> [Task details]: Would you write out the whole listing below exactly as given?

BEGIN

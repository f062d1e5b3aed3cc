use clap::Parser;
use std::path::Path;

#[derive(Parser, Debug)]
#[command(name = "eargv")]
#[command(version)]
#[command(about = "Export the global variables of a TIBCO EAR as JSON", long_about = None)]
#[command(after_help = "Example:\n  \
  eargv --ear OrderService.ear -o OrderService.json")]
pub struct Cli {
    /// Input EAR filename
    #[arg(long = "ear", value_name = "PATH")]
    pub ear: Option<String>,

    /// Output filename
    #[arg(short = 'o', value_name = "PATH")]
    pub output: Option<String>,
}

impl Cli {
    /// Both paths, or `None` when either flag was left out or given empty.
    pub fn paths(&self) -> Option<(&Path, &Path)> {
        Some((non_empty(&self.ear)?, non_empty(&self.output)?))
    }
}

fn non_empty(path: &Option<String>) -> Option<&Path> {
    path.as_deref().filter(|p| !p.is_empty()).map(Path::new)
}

END

> [Exercise response]:
repository f062d1e5b3aed3cc
use clap::Parser;
use std::path::Path;

#[derive(Parser, Debug)]
#[command(name = "eargv")]
#[command(version)]
#[command(about = "Export the global variables of a TIBCO EAR as JSON", long_about = None)]
#[command(after_help = "Example:\n  \
  eargv --ear OrderService.ear -o OrderService.json")]
pub struct Cli {
    /// Input EAR filename
    #[arg(long = "ear", value_name = "PATH")]
    pub ear: Option<String>,

    /// Output filename
    #[arg(short = 'o', value_name = "PATH")]
    pub output: Option<String>,
}

impl Cli {
    /// Both paths, or `None` when either flag was left out or given empty.
    pub fn paths(&self) -> Option<(&Path, &Path)> {
        Some((non_empty(&self.ear)?, non_empty(&self.output)?))
    }
}

fn non_empty(path: &Option<String>) -> Option<&Path> {
    path.as_deref().filter(|p| !p.is_empty()).map(Path::new)
}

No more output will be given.